The records:
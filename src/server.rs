//! HTTP Server and Poll Loop
//!
//! This module implements the exporter HTTP server and the background loop
//! that keeps the raid-set family current.
//!
//! # Architecture
//!
//! - **HTTP Server**: Axum-based server exposing `/metrics`, `/health`, and `/` endpoints
//! - **Poll Loop**: Background task that re-runs `rsf info` and reconciles the family
//! - **Startup**: Controller identity is captured once, before the server accepts requests
//!
//! # Endpoints
//!
//! - `GET /` - HTML landing page with links to metrics and health
//! - `GET /metrics` - Prometheus metrics in text format
//! - `GET /health` - Liveness check (always 200 while the server runs)
//!
//! # Error Handling
//!
//! A failed CLI invocation parses to an empty snapshot, which empties the
//! raid-set family until a later poll succeeds; the loop itself never exits
//! and scrapes keep being served throughout. Only the listener failing to
//! bind (or the accept loop dying) is fatal.

use axum::{
    extract::State,
    response::{IntoResponse, Response},
    routing::get,
    Router,
};
use std::time::Duration;
use tokio::time::sleep;
use tracing::{debug, error, info, warn};

use crate::areca::{cli, ArecaCli};
use crate::config::Config;
use crate::error::{ExporterError, Result};
use crate::metrics::ExporterMetrics;

/// Delay between raid-set polls. The CLI takes well under a second to
/// answer, so a fixed post-poll sleep is close enough to a fixed period.
const POLL_INTERVAL: Duration = Duration::from_secs(5);

#[derive(Clone)]
struct AppState {
    metrics: ExporterMetrics,
}

pub async fn start(config: Config) -> Result<()> {
    if config.areca.cli_path.is_empty() {
        return Err(ExporterError::Config(
            "areca.cli_path must not be empty".to_string(),
        ));
    }

    let areca = ArecaCli::new(config.areca.cli_path.clone());

    // Identity is read once and baked into const labels; a controller swap
    // needs a process restart to be picked up.
    let controller = areca.sys_info().await;
    if controller.is_empty() {
        warn!(
            "`{} {}` yielded no identity; controller_info will carry no labels",
            areca.path(),
            cli::SYS_INFO
        );
    } else {
        info!(
            "Captured controller identity ({} labels) from {}",
            controller.len(),
            areca.path()
        );
    }

    let metrics = ExporterMetrics::new(&controller)?;

    let state = AppState {
        metrics: metrics.clone(),
    };

    // Start the background poll loop
    tokio::spawn(poll_loop(areca, metrics));

    // Build the router
    let app = Router::new()
        .route("/", get(root_handler))
        .route("/metrics", get(metrics_handler))
        .route("/health", get(health_handler))
        .with_state(state);

    // Start the server
    let addr = format!("{}:{}", config.server.addr, config.server.port);
    let listener = tokio::net::TcpListener::bind(&addr).await?;

    info!("Metrics server listening on {}", addr);
    info!("Metrics available at http://{}/metrics", addr);

    axum::serve(listener, app)
        .await
        .map_err(|e| ExporterError::Server(e.to_string()))?;

    Ok(())
}

/// Poll `rsf info` and reconcile the raid-set family, forever.
async fn poll_loop(areca: ArecaCli, metrics: ExporterMetrics) {
    loop {
        let records = areca.rsf_info().await;
        debug!("Poll returned {} raid set record(s)", records.len());
        metrics.raid_sets.store(records);
        sleep(POLL_INTERVAL).await;
    }
}

async fn root_handler() -> impl IntoResponse {
    r#"<html>
<head><title>Areca Exporter</title></head>
<body>
<h1>Areca RAID Prometheus Exporter</h1>
<p><a href="/metrics">Metrics</a></p>
<p><a href="/health">Health</a></p>
</body>
</html>"#
}

async fn metrics_handler(State(state): State<AppState>) -> Response {
    match state.metrics.render() {
        Ok(metrics) => metrics.into_response(),
        Err(e) => {
            error!("Failed to render metrics: {}", e);
            (
                axum::http::StatusCode::INTERNAL_SERVER_ERROR,
                format!("Error rendering metrics: {}", e),
            )
                .into_response()
        }
    }
}

async fn health_handler() -> impl IntoResponse {
    // An empty raid-set family is a valid state (the CLI may be down), so
    // there is nothing to degrade on; reachability of this endpoint is the
    // health signal.
    (axum::http::StatusCode::OK, "OK")
}
//! Child-process transport for the vendor CLI.

use tokio::process::Command;
use tracing::{debug, error};

use crate::areca::parser;
use crate::areca::types::{ControllerInfo, RaidSetRecord};

/// Sub-command printing the controller identity report.
pub const SYS_INFO: &str = "sys info";

/// Sub-command printing the raid-set table.
pub const RSF_INFO: &str = "rsf info";

/// Handle to a locally installed `areca.cli64` binary.
///
/// Each query spawns a fresh child process; the utility holds no state
/// between invocations and its licensing forbids linking against it, so
/// stdout capture is the only integration surface available.
pub struct ArecaCli {
    path: String,
}

impl ArecaCli {
    /// A handle for the binary at `path`. The path is not checked here; a
    /// missing or broken binary surfaces as empty output at query time.
    pub fn new(path: impl Into<String>) -> Self {
        Self { path: path.into() }
    }

    /// Path this handle spawns, for log messages.
    pub fn path(&self) -> &str {
        &self.path
    }

    /// Run one sub-command and return whatever the CLI wrote to stdout.
    ///
    /// The sub-command is passed as a single argument, embedded space and
    /// all; that is the argument convention the vendor binary expects.
    /// Exit status is advisory only: the utility has been observed exiting
    /// non-zero while still printing a usable report, so captured bytes are
    /// returned either way. A process that cannot be spawned at all yields
    /// an empty buffer.
    pub async fn run(&self, subcommand: &str) -> Vec<u8> {
        match Command::new(&self.path).arg(subcommand).output().await {
            Ok(output) => {
                if !output.status.success() {
                    error!(
                        "{} `{}` exited with {}",
                        self.path, subcommand, output.status
                    );
                }
                debug!(
                    "{} `{}` wrote {} bytes to stdout",
                    self.path,
                    subcommand,
                    output.stdout.len()
                );
                output.stdout
            }
            Err(e) => {
                error!("Failed to spawn {} `{}`: {}", self.path, subcommand, e);
                Vec::new()
            }
        }
    }

    /// Controller identity labels from `sys info`.
    pub async fn sys_info(&self) -> ControllerInfo {
        parser::parse_sys_info(&self.run(SYS_INFO).await)
    }

    /// Current raid-set snapshot from `rsf info`.
    pub async fn rsf_info(&self) -> Vec<RaidSetRecord> {
        parser::parse_rsf_info(&self.run(RSF_INFO).await)
    }
}
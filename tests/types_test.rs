use std::collections::HashMap;

use areca_exporter::areca::types::{ControllerInfo, RaidSetRecord, RAID_SET_LABELS};

fn record(id: &str, state: &str) -> RaidSetRecord {
    RaidSetRecord {
        id: id.to_string(),
        name: format!("Raid Set # {}", id),
        disks: "4".to_string(),
        total_capacity: "8000.0GB".to_string(),
        free_capacity: "0.0GB".to_string(),
        disk_channels: "1234".to_string(),
        state: state.to_string(),
    }
}

#[test]
fn test_health_value_normal_is_zero() {
    assert_eq!(record("1", "Normal").health_value(), 0.0);
}

#[test]
fn test_health_value_abnormal_states_are_one() {
    // Any state other than the literal "Normal" counts as abnormal
    for state in ["Degraded", "Rebuilding", "Failed", "Initializing", ""] {
        assert_eq!(
            record("1", state).health_value(),
            1.0,
            "state {:?} should map to 1",
            state
        );
    }
}

#[test]
fn test_health_value_is_case_sensitive() {
    // The CLI spells the healthy state exactly "Normal"; near-misses are
    // treated as unknown states, not as healthy
    assert_eq!(record("1", "normal").health_value(), 1.0);
    assert_eq!(record("1", "NORMAL").health_value(), 1.0);
    assert_eq!(record("1", " Normal").health_value(), 1.0);
}

#[test]
fn test_label_values_pair_with_label_names() {
    // Given: A record with a distinct value per field
    let record = RaidSetRecord {
        id: "2".to_string(),
        name: "Raid Set # 2".to_string(),
        disks: "8".to_string(),
        total_capacity: "16000.0GB".to_string(),
        free_capacity: "1000.0GB".to_string(),
        disk_channels: "12345678".to_string(),
        state: "Rebuilding".to_string(),
    };

    // When: Zipping label names with label values
    let labels: HashMap<&str, &str> = RAID_SET_LABELS
        .iter()
        .copied()
        .zip(record.label_values())
        .collect();

    // Then: Every name lines up with the matching field
    assert_eq!(labels["id"], "2");
    assert_eq!(labels["name"], "Raid Set # 2");
    assert_eq!(labels["disks"], "8");
    assert_eq!(labels["total_capacity"], "16000.0GB");
    assert_eq!(labels["free_capacity"], "1000.0GB");
    assert_eq!(labels["disk_channels"], "12345678");
    assert_eq!(labels["state"], "Rebuilding");
}

#[test]
fn test_records_compare_by_value() {
    // Given: Two records built from the same fields
    let a = record("1", "Normal");
    let b = record("1", "Normal");

    // Then: They are equal, and any field change breaks equality
    assert_eq!(a, b);

    let mut c = record("1", "Normal");
    c.free_capacity = "100.0GB".to_string();
    assert_ne!(a, c);

    assert_ne!(record("1", "Normal"), record("1", "Degraded"));
    assert_ne!(record("1", "Normal"), record("2", "Normal"));
}

#[test]
fn test_controller_info_lookup() {
    // Given: A label map built from normalized entries
    let info: ControllerInfo = vec![
        ("controller_name".to_string(), "ARC-1882".to_string()),
        ("firmware_version".to_string(), "V1.52 2014-11-07".to_string()),
    ]
    .into_iter()
    .collect();

    // Then: Lookups and size accessors reflect the entries
    assert_eq!(info.len(), 2);
    assert!(!info.is_empty());
    assert_eq!(info.get("controller_name"), Some("ARC-1882"));
    assert_eq!(info.get("firmware_version"), Some("V1.52 2014-11-07"));
    assert_eq!(info.get("missing"), None);
}

#[test]
fn test_controller_info_default_is_empty() {
    let info = ControllerInfo::default();
    assert!(info.is_empty());
    assert_eq!(info.len(), 0);
    assert!(info.labels().is_empty());
}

What is being asked: For the word "href", say how many lines of the listing include it; give nothing but the number.

Answer to this task: 2